Há anos, no decurso de uma missão de trabalho na ilha de Moçambique, impressionaram-me as serenas e ao mesmo tempo vistosas pinturas a branco, de enorme pureza, dos rostos das mulheres levadas a cabo em dias determinados e a propósito de acontecimentos singulares no quadro do calendário das efemérides da comunidade. A qualidade das pinturas mostravam aquilo que deviam exibir, ocultavam o que havia a ocultar no exercício da revelação aos iniciados, de a saliência pictórica postergar o referido culto ocultado.
Não prossigo neste registo, trouxe o exemplo do visto e perscrutado na ilha cantada por Camões e Rui Knopfli poeta substancioso que ainda conheci, porque nós os transmontanos quando um de nós salta na corda bamba e se estatela tendemos a, das duas uma: ou soltamos imprecações contra o desastrado potriqueiro, o qual coloca em causa a destreza cerebral de todos nós – os transmontanos – transformando-nos em alvos de chacota, ou então conseguimos esgrimir argumentos de comiseração ronceira, hipócrita, deslavada de emoção. As duas opções corporizam a não assumpção da crueza da célebre frase de Eça: «debaixo do manto diáfano da fantasia a forte nudez da verdade». No meu modesto entender os sonoros casos ocorridos envolvendo transmontanos acusados e dois condenados por incumprimento de normas de boa cidadania e leis em uso devem ser apreciadas e peneiradas como imperfeições próprias da condição humanas sem fugir ao julgamento dos decisores, os juízes. O problema adquire a classificação de nó-górdio quando os acusados de graves desmandos são juízes.

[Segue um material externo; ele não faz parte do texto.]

//! # 错误模型模块
//!
//! ## 设计思路
//!
//! 使用单一错误枚举承载精灵图处理链路中的所有错误来源，避免字符串拼接式错误处理。
//! 尺寸校验错误单独建模为 `ValidationError`，调用侧可在完整处理前先行校验。
//!
//! 分割、距离场与接缝清理步骤没有错误通道：给定合法缓冲即必然成功。

/// 网格尺寸校验错误。
///
/// 属于调用方输入问题，不会被重试；消息中必须带上实际值与期望值。
#[derive(Debug, Clone, PartialEq, thiserror::Error)]
pub enum ValidationError {
    #[error("网格行列数必须大于 0（当前：{columns} 列 x {rows} 行）")]
    EmptyGrid { columns: u32, rows: u32 },

    #[error(
        "图片尺寸过小：{width}x{height}，{columns} 列 x {rows} 行至少需要 {min_width}x{min_height}"
    )]
    TooSmall {
        width: u32,
        height: u32,
        columns: u32,
        rows: u32,
        min_width: u32,
        min_height: u32,
    },

    #[error("图片宽高比不匹配：实际 {actual:.3}，期望 {expected:.3}（{columns} 列 x {rows} 行）")]
    AspectRatioMismatch {
        actual: f64,
        expected: f64,
        columns: u32,
        rows: u32,
    },
}

/// 精灵图处理统一错误类型。
///
/// 可克隆：同键并发等待者共享同一个失败结果。
#[derive(Debug, Clone, thiserror::Error)]
pub enum SpriteSheetError {
    #[error("网络错误：{0}")]
    Network(String),

    #[error("解码错误：{0}")]
    Decode(String),

    #[error("格式错误：{0}")]
    InvalidFormat(String),

    #[error("文件错误：{0}")]
    FileSystem(String),

    #[error("超时错误：{0}")]
    Timeout(String),

    #[error("资源限制：{0}")]
    ResourceLimit(String),

    #[error("尺寸校验失败：{0}")]
    Validation(#[from] ValidationError),

    #[error("输出表面不可用：{0}")]
    SurfaceAllocation(String),

    #[error("编码错误：{0}")]
    Encode(String),
}

impl SpriteSheetError {
    /// 稳定错误码，供宿主侧做分支处理。
    pub fn code(&self) -> &'static str {
        match self {
            Self::Network(_) => "E_NETWORK",
            Self::Decode(_) => "E_DECODE",
            Self::InvalidFormat(_) => "E_INVALID_FORMAT",
            Self::FileSystem(_) => "E_FILE_SYSTEM",
            Self::Timeout(_) => "E_TIMEOUT",
            Self::ResourceLimit(_) => "E_RESOURCE_LIMIT",
            Self::Validation(ValidationError::EmptyGrid { .. }) => "E_EMPTY_GRID",
            Self::Validation(ValidationError::TooSmall { .. }) => "E_TOO_SMALL",
            Self::Validation(ValidationError::AspectRatioMismatch { .. }) => "E_ASPECT_RATIO",
            Self::SurfaceAllocation(_) => "E_SURFACE_ALLOCATION",
            Self::Encode(_) => "E_ENCODE",
        }
    }
}

impl From<SpriteSheetError> for String {
    fn from(error: SpriteSheetError) -> Self {
        error.to_string()
    }
}
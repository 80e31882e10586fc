//! # 距离场模块
//!
//! 以背景掩码为多源起点做有界广度优先扩展，得到每个像素到最近背景像素的
//! 城市街区距离。只用于调节边缘羽化强度，从不参与掩码判定。

/// 超出 `max_dist` 的像素保留该哨兵值。
pub const DISTANCE_SENTINEL: u8 = 255;

/// 计算有界距离场。
///
/// 掩码像素为 `0`，4 邻接逐层 `+1`，距离超过 `max_dist`（上限 254）后停止扩展。
pub fn compute(mask: &[u8], width: u32, height: u32, max_dist: u8) -> Vec<u8> {
    let len = width as usize * height as usize;
    let mut dist = vec![DISTANCE_SENTINEL; len];
    if len == 0 || mask.len() < len {
        return dist;
    }

    let max_dist = max_dist.min(DISTANCE_SENTINEL - 1);
    let w = width as usize;
    let mut queue: Vec<u32> = Vec::new();

    for (idx, m) in mask.iter().take(len).enumerate() {
        if *m != 0 {
            dist[idx] = 0;
            queue.push(idx as u32);
        }
    }

    let mut head = 0usize;
    while head < queue.len() {
        let idx = queue[head] as usize;
        head += 1;

        let d = dist[idx];
        if d >= max_dist {
            continue;
        }
        let next = d + 1;
        let x = idx % w;
        let y = idx / w;

        let mut relax = |n: usize| {
            if dist[n] == DISTANCE_SENTINEL {
                dist[n] = next;
                queue.push(n as u32);
            }
        };

        if x > 0 {
            relax(idx - 1);
        }
        if x + 1 < w {
            relax(idx + 1);
        }
        if y > 0 {
            relax(idx - w);
        }
        if y + 1 < height as usize {
            relax(idx + w);
        }
    }

    dist
}

#[cfg(test)]
mod tests {
    use super::*;

    #[test]
    fn single_seed_yields_manhattan_distance_up_to_cap() {
        let (w, h) = (21u32, 21u32);
        let mut mask = vec![0u8; (w * h) as usize];
        mask[(10 * w + 10) as usize] = 1;

        let max_dist = 6;
        let dist = compute(&mask, w, h, max_dist);

        for y in 0..h {
            for x in 0..w {
                let manhattan = (x as i32 - 10).unsigned_abs() + (y as i32 - 10).unsigned_abs();
                let value = dist[(y * w + x) as usize];
                if manhattan <= max_dist as u32 {
                    assert_eq!(value as u32, manhattan, "at ({x},{y})");
                } else {
                    assert_eq!(value, DISTANCE_SENTINEL, "at ({x},{y})");
                }
            }
        }
    }

    #[test]
    fn empty_mask_leaves_everything_at_sentinel() {
        let dist = compute(&[0u8; 12], 4, 3, 3);
        assert!(dist.iter().all(|d| *d == DISTANCE_SENTINEL));
        assert!(compute(&[], 0, 0, 3).is_empty());
    }
}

Nós não podemos ter receio de emitir opinião acerca daquilo que nos causa desconforto, que nos obriga a guardar de Conrado prudente silêncio, que macula a nossa condição de transmontanos, para o bem e para o mal, se me permitem a incursão lembro o livro, explosiva obra, «Para Além do Bem e do Mal» útil desfibrador das íntimas razões que levam à prática de acções merecedoras de censura.
Todos conhecemos o valor dos valores numa sociedade de farândola envernizada. Todos conhecemos exemplos de nem tudo o que reluz é ouro, lemos opiniões a solicitarem o regresso dos carrascos, no entanto, conseguimos ver o argueiro na vista do vizinho e não ver o cavaleiro na nossa. Declarado inimigo que sou de estultos moralismos, amigo do meu amigo esteja ou não isento de profanação dos normativos em vigor, prefiro a crítica aberta, incisiva, até rompedora de relações sociais (não de amizade), ao fingimento de nada ter acontecido. Nós, os transmontanos também pisamos terrenos movediços, até ousamos atravessar lameiros ao volante de carros desportivos italianos ou não, possuímos qualidades mas não podemos esquecer o cerne dominante no monumental romance de Musil, «O Homem Sem Qualidades» numa Áustria culta, sofisticada, Pátria de génios governada por um Imperador teimoso, incapaz de perceber os sinais dos tempos. E, por cá? Por cá a sucessão de episódios a enodoarem as elites (políticas, económicas, jornalísticas, militares e judiciais) não augura nada de benéfico para os menos capazes, humilhados e ofendidos. O tempo, esse grande sage, fazedor e escultor, no juízo de Yourcenar, o irá dizer. Quando? Os apressados consultem os oráculos. O de Delfos não, desolado vê e assiste ao drama dos migrantes.